American and Natural speed please!
Teacher: Good morning class.
Students: Good morning.
Teacher: How are you today?
Students: Fine. How about you?
Teacher: I'm fine, thanks. Where is Hans?
Student 1: He's late. I think he missed the bus.
Teacher: OK. Thank you for letting me know. Let's get started.
Hans (arriving late): Sorry I'm late.
Teacher: That's OK. I'm glad you're here!
Hans: Thank you. May I ask a question?
Hans: How do you spell "complicated"?
Teacher: Complicated is complicated! C - O - M - P - L - I - C - A - T - E - D
Hans: Could you repeat that, please?
Teacher: Of course. C - O - M - P - L - I - C - A - T - E - D
Hans: Thank you.
Teacher: ... please complete page 35 as follow-up to this lesson.
Student: Could you say that again, please?
Teacher: Sure. Please do page 35 to make sure you understand.
Student: Excuse me, please. What does "follow-up" mean?

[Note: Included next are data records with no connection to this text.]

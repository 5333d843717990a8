use std::ops::Range;

use ndarray::{Array1, ArrayView1};
use sprs::CsMat;

use trickle::dataset::{fold_row_into, AsSingleTargets};
use trickle::traits::{Fit, FitWith, PredictInplace};
use trickle::{DatasetBase, Float, Pr};

use crate::accumulator::{sigmoid, AdaptiveState};
use crate::batch::{check_width, validate_fit_batch, validate_predict_batch};
use crate::error::{FtrlError, Result};
use crate::ftrl::{Ftrl, FtrlValidParams};
use crate::hogwild::{build_pool, contiguous_blocks, Hogwild, UpdateScheme};

impl<F, T> Fit<CsMat<F>, T, FtrlError> for FtrlValidParams<F>
where
    F: Float,
    T: AsSingleTargets<Elem = bool>,
{
    type Object = Ftrl<F>;

    /// Fit a fresh model, sizing the hash width from the batch.
    fn fit(&self, dataset: &DatasetBase<CsMat<F>, T>) -> Result<Self::Object> {
        self.fit_with(None, dataset)
    }
}

impl<'a, F, T> FitWith<'a, CsMat<F>, T, FtrlError> for FtrlValidParams<F>
where
    F: Float,
    T: AsSingleTargets<Elem = bool>,
{
    type ObjectIn = Option<Ftrl<F>>;
    type ObjectOut = Ftrl<F>;

    /// Fit a linear FTRL-Proximal model given a sparse feature matrix and a
    /// boolean target variable.
    ///
    /// Passing `None` starts from a zeroed weight store sized to the batch;
    /// passing `Some(model)` continues training the existing state, in which
    /// case the batch's column count must match the model's hash width.
    /// Training runs under the model's own hyperparameters; this parameter
    /// set only seeds a fresh model when `None` is passed.
    ///
    /// Returns the fitted model, which predicts probabilities of the target
    /// variable for new feature values.
    fn fit_with(
        &self,
        model_in: Self::ObjectIn,
        dataset: &DatasetBase<CsMat<F>, T>,
    ) -> Result<Self::ObjectOut> {
        validate_fit_batch(dataset)?;
        let x = dataset.records();

        let mut model = match model_in {
            Some(model) => {
                check_width(x, model.nfeatures())?;
                model
            }
            None => Ftrl::new(self.clone(), x.cols()),
        };

        let targets = dataset.targets().as_single_targets();
        let Ftrl { params, state } = &mut model;
        for _ in 0..params.iterations {
            run_epoch(params, state, x, targets, &dataset.weights)?;
        }

        Ok(model)
    }
}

Teacher: "Follow-up" is something you do to repeat or continue something you're working on.
Student: Is "follow-up" an idiom?
Teacher: No, it's an expression. An idiom is a full sentence expressing an idea.
Student: Can you give me an example of an idiom?

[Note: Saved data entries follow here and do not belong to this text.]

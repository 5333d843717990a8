//! Shared-memory scaffolding for parallel training passes.
//!
//! Training partitions the rows of a batch into contiguous blocks, one per
//! worker thread. How the workers share the weight accumulators is governed
//! by [`UpdateScheme`]:
//!
//! * [`UpdateScheme::Hogwild`] lets every worker update any coordinate with
//!   plain, unsynchronized reads and writes. Workers updating overlapping
//!   coordinates may lose or interleave partial updates; at realistic hash
//!   widths those collisions are statistically negligible, and accepting
//!   them buys a training pass with no locking whatsoever. Training under
//!   this scheme is *not* reproducible across differing thread counts.
//! * [`UpdateScheme::Sharded`] gives each worker exclusive ownership of a
//!   contiguous coordinate range. Every worker replays all rows but only
//!   updates its own shard, reading other shards from an epoch-start
//!   snapshot. Slower, but data-race-free and reproducible for a fixed
//!   thread count.

use std::ops::Range;

use crate::error::{FtrlError, Result};

#[cfg(feature = "serde")]
use serde_crate::{Deserialize, Serialize};

/// How worker threads share the weight accumulators during `fit`.
#[cfg_attr(
    feature = "serde",
    derive(Serialize, Deserialize),
    serde(crate = "serde_crate")
)]
#[derive(Clone, Copy, Debug, PartialEq, Eq)]
pub enum UpdateScheme {
    /// Lock-free in-place updates; concurrent writers to one coordinate may
    /// drop partial updates.
    Hogwild,
    /// Coordinate-range ownership with snapshot reads; reproducible for a
    /// fixed thread count.
    Sharded,
}

impl Default for UpdateScheme {
    fn default() -> Self {
        UpdateScheme::Hogwild
    }
}

/// A cell handing out aliasing mutable references to state borrowed for the
/// duration of one training pass.
///
/// Under the hogwild scheme the races this enables are the point: workers
/// deliberately update overlapping coordinates without synchronization and
/// the optimizer tolerates the occasional lost update. Under the sharded
/// scheme callers keep their writes inside disjoint coordinate ranges.
pub(crate) struct Hogwild<'a, T> {
    ptr: *mut T,
    _borrow: std::marker::PhantomData<&'a mut T>,
}

unsafe impl<'a, T: Send> Send for Hogwild<'a, T> {}
unsafe impl<'a, T: Send> Sync for Hogwild<'a, T> {}

impl<'a, T> Hogwild<'a, T> {
    pub fn new(state: &'a mut T) -> Self {
        Self {
            ptr: state,
            _borrow: std::marker::PhantomData,
        }
    }

    /// Obtain one of the aliasing mutable references.
    ///
    /// # Safety
    ///
    /// The caller must either tolerate racy plain accesses (hogwild) or
    /// guarantee that concurrent callers touch disjoint parts of the state
    /// (sharded).
    #[allow(clippy::mut_from_ref)]
    pub unsafe fn get(&self) -> &mut T {
        &mut *self.ptr
    }
}

/// Split `n` items into `nblocks` contiguous ranges; the first remainder
/// blocks carry one extra item. Empty ranges are dropped.
pub(crate) fn contiguous_blocks(n: usize, nblocks: usize) -> Vec<Range<usize>> {
    let nblocks = nblocks.max(1);
    let base = n / nblocks;
    let remainder = n % nblocks;

    let mut blocks = Vec::with_capacity(nblocks);
    let mut start = 0;
    for b in 0..nblocks {
        let len = base + usize::from(b < remainder);
        if len == 0 {
            continue;
        }
        blocks.push(start..start + len);
        start += len;
    }
    blocks
}

/// Worker pool sized to the configured thread count.
pub(crate) fn build_pool(num_threads: usize) -> Result<rayon::ThreadPool> {
    rayon::ThreadPoolBuilder::new()
        .num_threads(num_threads)
        .build()
        .map_err(|e| FtrlError::ThreadPool(e.to_string()))
}

#[cfg(test)]
mod tests {
    use super::*;

    #[test]
    fn blocks_cover_range_without_overlap() {
        let blocks = contiguous_blocks(10, 3);
        assert_eq!(blocks, vec![0..4, 4..7, 7..10]);

        let blocks = contiguous_blocks(4, 8);
        assert_eq!(blocks, vec![0..1, 1..2, 2..3, 3..4]);

        assert!(contiguous_blocks(0, 4).is_empty());
    }

    #[test]
    fn single_block_is_identity() {
        assert_eq!(contiguous_blocks(7, 1), vec![0..7]);
    }
}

Teacher: Certainly. "It's raining cats and dogs" is an idiom.
Student: Oh, I understand now.
Teacher: Great! Are there any other questions?

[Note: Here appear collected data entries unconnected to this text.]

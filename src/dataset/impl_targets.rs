use ndarray::{ArrayBase, ArrayView1, Data, Ix1};

/// Single-target access
///
/// All models in this workspace are single-output; this trait gives them a
/// uniform read-only view over whatever the caller stores targets in.
pub trait AsSingleTargets {
    type Elem;

    fn as_single_targets(&self) -> ArrayView1<'_, Self::Elem>;
}

impl<L, S: Data<Elem = L>> AsSingleTargets for ArrayBase<S, Ix1> {
    type Elem = L;

    fn as_single_targets(&self) -> ArrayView1<'_, L> {
        self.view()
    }
}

Student 2: Yes. Could you use "follow-up" in a sentence?
Teacher: Good question. Let me think ... I'd like to do some follow-up to our discussion last week. Does that make sense?
Student 2: Yes, I think I understand. Thank you.
Teacher: My pleasure.
Teacher: Let's talk about the weekend. What did you do this weekend?
Student: I went to a concert.
Teacher: Oh, interesting! What kind of music did they play?
Student: I'm not sure. It was in a bar. It wasn't pop, but it was nice.
Teacher: Maybe it was hip-hop?
Student: No, I don't think so. There was a piano, drums and a saxophone.
Teacher: Oh, was it jazz?
Student: Yes, that's it!
Teacher: What's your opinion of jazz?
Student: I like it, but it's kind of crazy.
Teacher: Why do you think that?
Student: It didn't have a song.
Teacher: I'm not sure what you mean by 'song'. Do you mean that no one was singing?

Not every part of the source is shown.